Managing Stress

Jobs market - 25 September 2008


 

It is no secret that stress in the workplace is a recurring cause of tensions between co-workers. Maybe you have experienced yourself the feeling of losing control of events

and the urge to quit right there and then ! In those moments, it may only be a matter of a colleague asking the wrong question at the wrong time for the atmosphere to become highly volatile ! Then of course other people's feelings come into play: they may be understanding and put the incident behind them quickly or ... they may feel offended by your reaction and get back at you one way or the other . In this case, next thing you know you are involved into an argument that could become downright nasty !  So how do you avoid these upsets ? There are almost as many ways of dealing with these situations as there are individuals. Some will advocate the "you-don't-talk-to-me-when-I --am-busy" policy, others will practice self-derision, others yet will take up sophrology  to learn self-control.  If you are tempted to follow this last strategy, here's an audio CD on the subject: Gérez votre stress (Managing Stress) by Sylvie Roucoules.  No matter which approach you choose to adopt, you can complement it with the following method which is both easy and practical and which basically consists in making a to-do list that divides your tasks in four categories :

A = to be completed within an hour;  B= to be completed today ; C= to be completed

by the end of the week; D = will sort out by itself. There are many advantages to this system.  First it allows you to prioritize and get a better idea of your workload .

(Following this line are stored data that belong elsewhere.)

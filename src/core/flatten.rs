//! Row flattener - pre-order walk of the row tree into renderable rows

use super::hierarchy::{GanttRow, RowKind};
use super::task::{Task, TaskStatus};
use chrono::{DateTime, Utc};
use serde::{Deserialize, Serialize};

/// Whether a render row summarizes a group or is a single task
#[derive(Debug, Clone, Copy, PartialEq, Eq, Serialize, Deserialize)]
#[serde(rename_all = "snake_case")]
pub enum RenderKind {
    Summary,
    Task,
}

/// Emphasis flags for the renderer; colors are the renderer's business
#[derive(Debug, Clone, Copy, Default, PartialEq, Eq, Serialize, Deserialize)]
pub struct PresentationHints {
    /// Task is overdue
    pub emphasize_background: bool,
    /// Task lies on the critical path
    pub emphasize_progress: bool,
}

/// One line of the Gantt chart
#[derive(Debug, Clone, PartialEq, Serialize, Deserialize)]
pub struct RenderRow {
    pub id: String,
    pub name: String,
    pub kind: RenderKind,
    /// Source row kind for summaries
    #[serde(skip_serializing_if = "Option::is_none")]
    pub row_kind: Option<RowKind>,
    pub start: DateTime<Utc>,
    pub end: DateTime<Utc>,
    pub progress: f64,
    /// Mirrors the row's collapse state (summaries only)
    #[serde(skip_serializing_if = "Option::is_none")]
    pub hide_children: Option<bool>,
    /// Grouping id for the renderer
    #[serde(skip_serializing_if = "Option::is_none")]
    pub parent: Option<String>,
    #[serde(default, skip_serializing_if = "Vec::is_empty")]
    pub dependencies: Vec<String>,
    #[serde(skip_serializing_if = "Option::is_none")]
    pub status: Option<TaskStatus>,
    #[serde(skip_serializing_if = "Option::is_none")]
    pub assignee_id: Option<String>,
    pub hints: PresentationHints,
}

impl RenderRow {
    fn leaf(task: &Task, parent: Option<&str>) -> Self {
        Self {
            id: task.id.clone(),
            name: task.title.clone(),
            kind: RenderKind::Task,
            row_kind: None,
            start: task.start,
            end: task.end,
            progress: f64::from(task.progress),
            hide_children: None,
            parent: parent.map(str::to_string),
            dependencies: task.depends_on.iter().cloned().collect(),
            status: task.status,
            assignee_id: task.assignee_id.clone(),
            hints: PresentationHints {
                emphasize_background: task.is_overdue,
                emphasize_progress: task.is_critical,
            },
        }
    }

    /// Aggregate over every task under `row`; `None` for an empty row
    fn summary(row: &GanttRow, parent: Option<&str>) -> Option<Self> {
        let tasks = row.all_tasks();
        let start = tasks.iter().map(|t| t.start).min()?;
        let end = tasks.iter().map(|t| t.end).max()?;
        let progress =
            tasks.iter().map(|t| f64::from(t.progress)).sum::<f64>() / tasks.len() as f64;

        Some(Self {
            id: row.id.clone(),
            name: row.name.clone(),
            kind: RenderKind::Summary,
            row_kind: Some(row.kind),
            start,
            end,
            progress,
            hide_children: Some(row.collapsed),
            parent: parent.map(str::to_string),
            dependencies: Vec::new(),
            status: None,
            assignee_id: None,
            hints: PresentationHints::default(),
        })
    }
}

/// Flatten rows in pre-order. Leaves of a `Task` row are grouped under the
/// row's parent, never under the task row itself.
pub fn flatten(rows: &[GanttRow]) -> Vec<RenderRow> {
    let mut out = Vec::new();
    let mut stack: Vec<(&GanttRow, Option<&str>)> = rows.iter().rev().map(|r| (r, None)).collect();

    while let Some((row, parent)) = stack.pop() {
        if row.kind == RowKind::Task {
            out.extend(row.tasks.iter().map(|task| RenderRow::leaf(task, parent)));
            continue;
        }

        match RenderRow::summary(row, parent) {
            Some(summary) => out.push(summary),
            None => log::debug!("Skipping empty row {}", row.id),
        }

        if row.kind == RowKind::Assignee {
            out.extend(row.tasks.iter().map(|task| RenderRow::leaf(task, Some(row.id.as_str()))));
        }

        stack.extend(row.children.iter().rev().map(|child| (child, Some(row.id.as_str()))));
    }

    out
}

#[cfg(test)]
mod tests {
    use super::*;
    use crate::core::hierarchy::build_rows;
    use crate::core::task::Project;
    use chrono::{Duration, TimeZone};
    use std::collections::{BTreeSet, HashSet};

    fn task(id: &str, parent: Option<&str>, assignee: &str, day: i64, len: i64, progress: u8) -> Task {
        let start = Utc.with_ymd_and_hms(2024, 1, 1, 0, 0, 0).unwrap() + Duration::days(day);
        Task {
            id: id.to_string(),
            title: id.to_string(),
            start,
            end: start + Duration::days(len),
            status: None,
            progress,
            assignee_id: Some(assignee.to_string()),
            parent_id: parent.map(str::to_string),
            project_id: Some("p".to_string()),
            depends_on: BTreeSet::new(),
            is_overdue: false,
            is_critical: false,
        }
    }

    fn rows(tasks: &[Task], collapsed: &[&str]) -> Vec<GanttRow> {
        let collapsed: HashSet<String> = collapsed.iter().map(|s| s.to_string()).collect();
        build_rows(tasks, &[Project::new("p", "P")], &collapsed)
    }

    #[test]
    fn test_preorder_with_parents() {
        let tasks = vec![
            task("1", None, "a", 0, 2, 100),
            task("2", Some("1"), "b", 2, 3, 50),
            task("3", None, "a", 1, 1, 0),
        ];
        let flat = flatten(&rows(&tasks, &[]));
        let layout: Vec<(&str, Option<&str>)> = flat
            .iter()
            .map(|r| (r.id.as_str(), r.parent.as_deref()))
            .collect();
        assert_eq!(
            layout,
            vec![
                ("project_p", None),
                ("task_1", Some("project_p")),
                ("assignee_1_a", Some("task_1")),
                ("1", Some("assignee_1_a")),
                ("assignee_1_b", Some("task_1")),
                ("2", Some("assignee_1_b")),
                // single task row: the leaf hangs off the project
                ("3", Some("project_p")),
            ]
        );
    }

    #[test]
    fn test_summary_span_and_progress() {
        let tasks = vec![task("1", None, "a", 0, 2, 100), task("2", Some("1"), "b", 2, 3, 50)];
        let flat = flatten(&rows(&tasks, &["task_1"]));
        let chain = flat.iter().find(|r| r.id == "task_1").unwrap();
        assert_eq!(chain.kind, RenderKind::Summary);
        assert_eq!(chain.row_kind, Some(RowKind::TaskChain));
        assert_eq!(chain.start, tasks[0].start);
        assert_eq!(chain.end, tasks[1].end);
        assert!((chain.progress - 75.0).abs() < f64::EPSILON);
        assert_eq!(chain.hide_children, Some(true));

        let project = &flat[0];
        assert_eq!(project.hide_children, Some(false));
    }

    #[test]
    fn test_leaf_hints() {
        let mut overdue = task("1", None, "a", 0, 1, 0);
        overdue.is_overdue = true;
        let mut critical = task("2", None, "a", 0, 1, 0);
        critical.is_critical = true;
        let flat = flatten(&rows(&[overdue, critical], &[]));

        let leaf = |id: &str| flat.iter().find(|r| r.id == id).unwrap().hints;
        assert!(leaf("1").emphasize_background);
        assert!(!leaf("1").emphasize_progress);
        assert!(leaf("2").emphasize_progress);
        assert!(!leaf("2").emphasize_background);
    }

    #[test]
    fn test_empty_rows() {
        assert!(flatten(&[]).is_empty());
        let empty = GanttRow {
            kind: RowKind::Project,
            id: "project_x".to_string(),
            name: "X".to_string(),
            tasks: Vec::new(),
            children: Vec::new(),
            collapsed: false,
        };
        assert!(flatten(&[empty]).is_empty());
    }
}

Secondly, if someone interrupts your work or needs to talk to you, you will be in a better position to tell them when exactly you are available because your priorities will be clearly defined. Last but not least, you will be a lot more efficient in your work. Not that you will necessarily do twice as much but you will do a much better job overall.  The bottom line is : you save time, energy and not the least you save yourself a lot of aggravation. 

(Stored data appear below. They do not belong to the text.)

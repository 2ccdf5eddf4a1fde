//! Upstream REST API - error shape, token refresh, paginated listings

use crate::config::Config;
use async_trait::async_trait;
use serde::Deserialize;
use serde_json::{json, Value};
use std::future::Future;
use std::time::Duration;

/// Fields requested from `tasks.task.list`, in both naming schemes
pub const TASK_SELECT: &[&str] = &[
    "ID",
    "TITLE",
    "DESCRIPTION",
    "STATUS",
    "RESPONSIBLE_ID",
    "CREATED_DATE",
    "DEADLINE",
    "START_DATE_PLAN",
    "END_DATE_PLAN",
    "CLOSED_DATE",
    "GROUP_ID",
    "PARENT_ID",
    "description",
    "responsibleId",
    "startDatePlan",
    "endDatePlan",
    "createdDate",
    "deadline",
];

/// A failed upstream call: HTTP status plus the response body
#[derive(Debug, Clone, PartialEq)]
pub struct UpstreamFailure {
    pub status: u16,
    pub body: Value,
}

impl UpstreamFailure {
    pub fn new(status: u16, body: Value) -> Self {
        Self { status, body }
    }

    /// Failure without an HTTP response (DNS, TLS, timeout, bad payload)
    pub fn transport(message: impl std::fmt::Display) -> Self {
        Self::new(500, Value::String(message.to_string()))
    }

    /// The body's `error` field equals the expiry sentinel
    pub fn is_token_expired(&self, sentinel: &str) -> bool {
        self.body.get("error").and_then(Value::as_str) == Some(sentinel)
    }

    /// Read status and body from a non-success response
    pub async fn from_response(response: reqwest::Response) -> Self {
        let status = response.status().as_u16();
        let text = response.text().await.unwrap_or_default();
        let body = serde_json::from_str(&text).unwrap_or(Value::String(text));
        Self::new(status, body)
    }
}

impl std::fmt::Display for UpstreamFailure {
    fn fmt(&self, f: &mut std::fmt::Formatter<'_>) -> std::fmt::Result {
        write!(f, "HTTP {}: {}", self.status, self.body)
    }
}

impl From<reqwest::Error> for UpstreamFailure {
    fn from(err: reqwest::Error) -> Self {
        match err.status() {
            Some(status) => Self::new(status.as_u16(), Value::String(err.to_string())),
            None => Self::transport(err),
        }
    }
}

/// Access/refresh pair returned by the token endpoint
#[derive(Debug, Clone, PartialEq, Eq)]
pub struct TokenPair {
    pub access_token: String,
    pub refresh_token: Option<String>,
}

impl TokenPair {
    /// Parse a token endpoint response; a missing access token is a failure
    pub fn from_body(body: &Value) -> Result<Self, UpstreamFailure> {
        #[derive(Deserialize)]
        struct RefreshResponse {
            access_token: Option<String>,
            refresh_token: Option<String>,
        }

        let parsed: RefreshResponse = serde_json::from_value(body.clone())
            .map_err(|e| UpstreamFailure::transport(format!("parse refresh response: {}", e)))?;
        match parsed.access_token.filter(|t| !t.is_empty()) {
            Some(access_token) => Ok(Self {
                access_token,
                refresh_token: parsed.refresh_token.filter(|t| !t.is_empty()),
            }),
            None => Err(UpstreamFailure::new(
                500,
                json!({ "error": "missing access_token in refresh response" }),
            )),
        }
    }
}

/// Exchanges a refresh token for a new token pair
#[async_trait]
pub trait TokenRefresher: Send + Sync {
    async fn refresh(&self, refresh_token: &str) -> Result<TokenPair, UpstreamFailure>;
}

/// Form-encoded `grant_type=refresh_token` exchange against the OAuth server
pub struct OAuthRefresher {
    http: reqwest::Client,
    token_url: String,
    client_id: String,
    client_secret: String,
}

impl OAuthRefresher {
    pub fn new(http: reqwest::Client, config: &Config) -> Self {
        Self {
            http,
            token_url: config.token_url.clone(),
            client_id: config.client_id.clone(),
            client_secret: config.client_secret.clone(),
        }
    }
}

#[async_trait]
impl TokenRefresher for OAuthRefresher {
    async fn refresh(&self, refresh_token: &str) -> Result<TokenPair, UpstreamFailure> {
        let form = [
            ("grant_type", "refresh_token"),
            ("client_id", self.client_id.as_str()),
            ("client_secret", self.client_secret.as_str()),
            ("refresh_token", refresh_token),
        ];
        let response = self.http.post(&self.token_url).form(&form).send().await?;
        if !response.status().is_success() {
            return Err(UpstreamFailure::from_response(response).await);
        }
        let body: Value = response.json().await?;
        TokenPair::from_body(&body)
    }
}

/// One page of `tasks.task.list`
#[derive(Debug, Clone, Default, PartialEq)]
pub struct TaskPage {
    pub tasks: Vec<Value>,
    pub next: Option<u64>,
    pub total: Option<u64>,
}

impl TaskPage {
    /// Tasks come from `result.tasks` or a bare `result` array
    pub fn from_body(body: &Value) -> Self {
        let result = body.get("result");
        let tasks = result
            .and_then(|r| r.get("tasks"))
            .and_then(Value::as_array)
            .or_else(|| result.and_then(Value::as_array))
            .cloned()
            .unwrap_or_default();

        Self {
            tasks,
            next: body.get("next").and_then(as_cursor),
            total: body.get("total").and_then(Value::as_u64),
        }
    }
}

fn as_cursor(value: &Value) -> Option<u64> {
    value
        .as_u64()
        .or_else(|| value.as_str().and_then(|s| s.trim().parse().ok()))
}

/// All pages of one logical listing
#[derive(Debug, Clone, Default, PartialEq)]
pub struct TaskListing {
    pub tasks: Vec<Value>,
    pub total: Option<u64>,
}

/// Follow `next` cursors, fetching at most `max_pages` pages
pub async fn paginate<F, Fut>(
    start: u64,
    max_pages: u32,
    mut fetch: F,
) -> Result<TaskListing, UpstreamFailure>
where
    F: FnMut(u64) -> Fut,
    Fut: Future<Output = Result<TaskPage, UpstreamFailure>>,
{
    let mut listing = TaskListing::default();
    let mut cursor = start;

    for page_number in 0..max_pages {
        let page = fetch(cursor).await?;
        listing.tasks.extend(page.tasks);
        if listing.total.is_none() {
            listing.total = page.total;
        }

        match page.next {
            Some(next) if page_number + 1 < max_pages => cursor = next,
            Some(_) => {
                log::warn!(
                    "Stopped task listing at {} pages ({} tasks fetched)",
                    max_pages,
                    listing.tasks.len()
                );
            }
            None => break,
        }
    }

    Ok(listing)
}

/// REST client for the upstream project-tracking service
#[derive(Debug, Clone)]
pub struct UpstreamClient {
    http: reqwest::Client,
    page_limit: u32,
    max_pages: u32,
}

impl UpstreamClient {
    pub fn new(http: reqwest::Client, config: &Config) -> Self {
        Self {
            http,
            page_limit: config.page_limit,
            max_pages: config.max_pages,
        }
    }

    /// Shared HTTP client honoring the configured timeout
    pub fn http_client(config: &Config) -> reqwest::Result<reqwest::Client> {
        reqwest::Client::builder()
            .timeout(Duration::from_secs(config.request_timeout_secs))
            .build()
    }

    /// REST endpoint URL; bare domains are served over https
    pub fn endpoint(domain: &str, method: &str) -> String {
        let base = if domain.starts_with("http://") || domain.starts_with("https://") {
            domain.trim_end_matches('/').to_string()
        } else {
            format!("https://{}", domain.trim_end_matches('/'))
        };
        format!("{}/rest/{}.json", base, method)
    }

    /// Fetch every task page into one listing
    pub async fn list_tasks(&self, domain: &str, token: &str) -> Result<TaskListing, UpstreamFailure> {
        let url = Self::endpoint(domain, "tasks.task.list");
        let listing = paginate(0, self.max_pages, |start| {
            let request = self.http.post(&url).json(&json!({
                "auth": token,
                "filter": {},
                "select": TASK_SELECT,
                "start": start,
                "limit": self.page_limit,
            }));
            async move {
                let response = request.send().await?;
                if !response.status().is_success() {
                    return Err(UpstreamFailure::from_response(response).await);
                }
                let body: Value = response.json().await?;
                Ok(TaskPage::from_body(&body))
            }
        })
        .await?;

        log::info!(
            "Fetched {} tasks from {} (total reported: {:?})",
            listing.tasks.len(),
            domain,
            listing.total
        );
        Ok(listing)
    }

    pub async fn list_users(&self, domain: &str, token: &str, start: u64) -> Result<Vec<Value>, UpstreamFailure> {
        let url = Self::endpoint(domain, "user.get");
        let start = start.to_string();
        self.get_result(&url, &[("auth", token), ("start", start.as_str())]).await
    }

    pub async fn list_departments(&self, domain: &str, token: &str) -> Result<Vec<Value>, UpstreamFailure> {
        let url = Self::endpoint(domain, "department.get");
        self.get_result(&url, &[("auth", token)]).await
    }

    async fn get_result(&self, url: &str, query: &[(&str, &str)]) -> Result<Vec<Value>, UpstreamFailure> {
        let response = self.http.get(url).query(query).send().await?;
        if !response.status().is_success() {
            return Err(UpstreamFailure::from_response(response).await);
        }
        let body: Value = response.json().await?;
        Ok(body
            .get("result")
            .and_then(Value::as_array)
            .cloned()
            .unwrap_or_default())
    }
}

The best way to do this is to get a little notebook and to write down everyday the following items in 4 columns: Priorities (A,B,C  or D),  What it is (which task needs to be done), Estimated time to completion (how much time do I think this will take?) and Actual time to completion ( how much time did this actually take me ?) . By doing this everyday you will be better able to manage your time and with experience you will be able to narrow the gap between your estimates at the outset and the actual time spent to complete the task/project.  In the end, this will allow you to better prioritize and meet deadlines with more accuracy .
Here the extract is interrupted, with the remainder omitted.